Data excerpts
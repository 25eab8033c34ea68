//! Single-entry extraction (spec C4): decrypt, decompress, MD5-verify.

use crate::codec;
use crate::container::metadata::FileMetadata;
use crate::error::{ArkError, Result};
use crate::options::ArchiveOptions;
use std::io::Cursor;

/// A decoded archive entry, ready to hand to a caller.
#[derive(Clone, Debug)]
pub struct LogicalFile {
    pub path: String,
    pub bytes: Vec<u8>,
    pub was_compressed: bool,
    pub was_encrypted: bool,
    pub priority: u32,
    pub timestamp: u32,
    /// Set when the recomputed MD5 didn't match `meta.md5sum`. Fatal only
    /// if [`ArchiveOptions::strict_integrity`] is set, in which case
    /// `extract` returns `Err` instead of a value with this set.
    pub md5_mismatch: bool,
}

pub fn extract(
    meta: &FileMetadata,
    payload: &[u8],
    header_size: u32,
    version: u32,
    options: &ArchiveOptions,
) -> Result<LogicalFile> {
    let offset = (meta.file_location - header_size) as usize;
    let len = meta.on_disk_size() as usize;
    let end = offset
        .checked_add(len)
        .filter(|&e| e <= payload.len())
        .ok_or_else(|| {
            ArkError::InvariantViolation(format!(
                "entry {:?} at [{offset}, {offset}+{len}) exceeds payload region of {} bytes",
                meta.full_path(),
                payload.len()
            ))
        })?;
    let mut bytes = payload[offset..end].to_vec();

    let was_encrypted = meta.encrypted_size != 0;
    if was_encrypted {
        bytes = crate::xxtea::decrypt(&bytes, options.key)?;
    }

    let was_compressed = meta.compressed_size != meta.original_size;
    if was_compressed {
        let mut out = Vec::with_capacity(meta.original_size as usize);
        codec::for_version(version)?.decompress(&mut Cursor::new(&bytes), &mut out)?;
        bytes = out;
    }
    bytes.truncate(meta.original_size as usize);

    let digest = md5::compute(&bytes);
    let md5_mismatch = digest.0 != meta.md5sum;
    if md5_mismatch {
        let msg = format!(
            "file {:?} hash {} does not match recorded {}",
            meta.full_path(),
            hex::encode(digest.0),
            hex::encode(meta.md5sum)
        );
        if options.strict_integrity {
            return Err(ArkError::CorruptPayload(msg));
        }
        log::warn!("{msg}");
    }

    Ok(LogicalFile {
        path: meta.full_path(),
        bytes,
        was_compressed,
        was_encrypted,
        priority: meta.priority,
        timestamp: meta.timestamp,
        md5_mismatch,
    })
}
//! PVR3 texture container decoding (spec C7): header, optional metadata
//! block, pixel-format dispatch, and external-alpha splicing.

pub mod astc;
pub mod etc1;
pub mod image;

pub use image::Image;

use crate::error::{ArkError, Result};
use crate::util::le::{read_exact_vec, read_u32};
use std::io::{Cursor, Read};

pub const MAGIC: &[u8; 4] = b"PVR\x03";
pub const HEADER_SIZE: usize = 52;

/// Well-known metadata key (within the `"PVR\x03"` fourCC namespace)
/// carrying a 3-bool orientation triple.
const ORIENTATION_KEY: u32 = 3;

#[derive(Clone, Debug, PartialEq, Eq)]
pub struct Header {
    pub flags: u32,
    pub pixel_format: [u8; 8],
    pub color_space: u32,
    pub channel_type: u32,
    pub height: u32,
    pub width: u32,
    pub depth: u32,
    pub num_surfaces: u32,
    pub num_faces: u32,
    pub mip_map_count: u32,
    pub metadata_size: u32,
}

impl Header {
    /// `flags == 2` marks premultiplied alpha. The reference exposes this
    /// flag without transforming pixels (spec §9 open questions); callers
    /// that need straight alpha must un-premultiply themselves.
    pub fn premultiplied(&self) -> bool {
        self.flags == 2
    }

    fn read_from<R: Read>(r: &mut R) -> Result<Self> {
        let magic = read_exact_vec(r, 4)?;
        if magic.as_slice() != MAGIC {
            return Err(ArkError::BadMagic {
                expected: b"PVR\x03",
                found: magic,
            });
        }
        let flags = read_u32(r)?;
        let pixel_format_vec = read_exact_vec(r, 8)?;
        let mut pixel_format = [0u8; 8];
        pixel_format.copy_from_slice(&pixel_format_vec);
        Ok(Header {
            flags,
            pixel_format,
            color_space: read_u32(r)?,
            channel_type: read_u32(r)?,
            height: read_u32(r)?,
            width: read_u32(r)?,
            depth: read_u32(r)?,
            num_surfaces: read_u32(r)?,
            num_faces: read_u32(r)?,
            mip_map_count: read_u32(r)?,
            metadata_size: read_u32(r)?,
        })
    }
}

#[derive(Clone, Copy, Debug, Default, PartialEq, Eq)]
pub struct Orientation {
    pub x: bool,
    pub y: bool,
    pub z: bool,
}

enum PixelFormat {
    RawRgba8888,
    Astc8x8,
    Etc1,
}

fn dispatch_pixel_format(pixel_format: &[u8; 8]) -> Result<PixelFormat> {
    let channel_bit_rates = &pixel_format[4..8];
    if channel_bit_rates.iter().any(|&b| b != 0) {
        let channels = &pixel_format[0..4];
        if channels.eq_ignore_ascii_case(b"rgba") && channel_bit_rates == [8, 8, 8, 8] {
            return Ok(PixelFormat::RawRgba8888);
        }
        return Err(ArkError::UnsupportedPixelFormat(format!(
            "channel layout {:?} with bit rates {:?}",
            String::from_utf8_lossy(channels),
            channel_bit_rates
        )));
    }

    let enum_value = u32::from_le_bytes(pixel_format[0..4].try_into().unwrap());
    match enum_value {
        34 => Ok(PixelFormat::Astc8x8),
        6 => Ok(PixelFormat::Etc1),
        other => Err(ArkError::UnsupportedPixelFormat(format!(
            "compressed format enum {other}"
        ))),
    }
}

/// Parsed header, orientation metadata (if present) and the decoded image.
/// `Pvr::decode` is the entry point most callers want; this is exposed for
/// callers that need the header without paying for a full pixel decode.
pub struct Pvr {
    pub header: Header,
    pub orientation: Orientation,
    pub image: Image,
}

impl Pvr {
    /// Parse and fully decode a PVR3 file to RGBA8, optionally splicing in
    /// an external alpha sibling (same format and dimensions, itself
    /// decoded as luminance).
    pub fn decode(bytes: &[u8], external_alpha: Option<&[u8]>) -> Result<Self> {
        let mut cursor = Cursor::new(bytes);
        let header = Header::read_from(&mut cursor)?;
        let orientation = read_metadata(&mut cursor, &header)?;

        let payload_offset = HEADER_SIZE + header.metadata_size as usize;
        let payload = bytes
            .get(payload_offset..)
            .ok_or_else(|| ArkError::InvalidLength("pvr payload offset past EOF".to_string()))?;

        let mut image = decode_pixels(payload, &header)?;

        if let Some(alpha_bytes) = external_alpha {
            if !image.has_alpha_content() {
                let alpha_pvr = Pvr::decode(alpha_bytes, None)?;
                image = image.with_alpha_from(&alpha_pvr.image)?;
            }
        }

        Ok(Pvr {
            header,
            orientation,
            image,
        })
    }
}

fn read_metadata<R: Read>(r: &mut R, header: &Header) -> Result<Orientation> {
    if header.metadata_size == 0 {
        return Ok(Orientation::default());
    }

    let four_cc = read_exact_vec(r, 4)?;
    let key = read_u32(r)?;
    let data_size = read_u32(r)?;
    let data = read_exact_vec(r, data_size as usize)?;

    if four_cc.as_slice() != MAGIC {
        log::warn!(
            "pvr metadata identifier {:?} not recognized",
            String::from_utf8_lossy(&four_cc)
        );
        return Ok(Orientation::default());
    }

    match key {
        ORIENTATION_KEY if data.len() >= 3 => Ok(Orientation {
            x: data[0] != 0,
            y: data[1] != 0,
            z: data[2] != 0,
        }),
        _ => {
            log::warn!("pvr metadata key {key} not recognized");
            Ok(Orientation::default())
        }
    }
}

/// `texture2ddecoder`'s block decoders hand back packed `u32` texels in the
/// same byte order the original tool reads off as PIL's `"BGRA"` rawmode
/// (`Image.frombytes(..., "raw", "BGRA")`); reorder to true RGBA8 bytes.
pub(crate) fn bgra_pixels_to_rgba_bytes(pixels: &[u32]) -> Vec<u8> {
    let mut out = Vec::with_capacity(pixels.len() * 4);
    for p in pixels {
        let [b, g, r, a] = p.to_le_bytes();
        out.extend_from_slice(&[r, g, b, a]);
    }
    out
}

fn decode_pixels(payload: &[u8], header: &Header) -> Result<Image> {
    let (width, height) = (header.width, header.height);
    let pixels = match dispatch_pixel_format(&header.pixel_format)? {
        PixelFormat::RawRgba8888 => {
            let expected = width as usize * height as usize * 4;
            if payload.len() < expected {
                return Err(ArkError::CorruptPayload(format!(
                    "raw rgba8888 payload too short: need {expected}, got {}",
                    payload.len()
                )));
            }
            payload[..expected].to_vec()
        }
        PixelFormat::Astc8x8 => astc::decode(payload, width, height)?,
        PixelFormat::Etc1 => etc1::decode(payload, width, height)?,
    };
    Ok(Image::new(width, height, pixels))
}
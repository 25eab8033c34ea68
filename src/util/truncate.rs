//! Truncation is part of "rewrite the whole archive" (the writer always
//! seeks to 0 and overwrites from scratch) but `std::io::Write` has no
//! portable notion of it — `File` has `set_len`, `Cursor<Vec<u8>>` needs its
//! backing vector truncated directly.

use std::fs::File;
use std::io::{self, Cursor};

pub trait Truncate {
    fn truncate_to(&mut self, len: u64) -> io::Result<()>;
}

impl Truncate for File {
    fn truncate_to(&mut self, len: u64) -> io::Result<()> {
        self.set_len(len)
    }
}

impl Truncate for Cursor<Vec<u8>> {
    fn truncate_to(&mut self, len: u64) -> io::Result<()> {
        self.get_mut().truncate(len as usize);
        Ok(())
    }
}
//! Reader, mutator and writer for the `.ark` asset container, plus the
//! PVR3 texture decoder that consumes its extracted bytes.
//!
//! Three pieces, specified together because the hard part of each leans
//! on the others: [`xxtea`] (the block cipher guarding the metadata
//! directory and optionally each payload), [`archive`] (the container
//! format itself — open, extract, upsert, persist), and [`pvr`] (the
//! texture format most payloads decode to).

#![forbid(unsafe_code)]

pub mod archive;
pub mod codec;
pub mod container;
pub mod error;
pub mod name;
pub mod options;
pub mod pvr;
pub mod util;
pub mod xxtea;

pub use archive::{Archive, LogicalFile};
pub use error::{ArkError, Result};
pub use name::ArkFilename;
pub use options::{ArchiveOptions, UpsertFlags};
pub use pvr::{Image, Pvr};

pub mod prelude {
    pub use crate::{Archive, ArchiveOptions, ArkError, ArkFilename, LogicalFile, Result, UpsertFlags};
    pub use crate::pvr::{Image, Pvr};
}
//! On-disk layout types: the archive [`header::Header`] and the
//! [`metadata::FileMetadata`] directory it points at.

pub mod header;
pub mod metadata;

# EXERCISE GOAL
Sift the data above for lines with "without", then copy each one.

# EXERCISE RESPONSE
    /// flag without transforming pixels (spec §9 open questions); callers
/// callers that need the header without paying for a full pixel decode.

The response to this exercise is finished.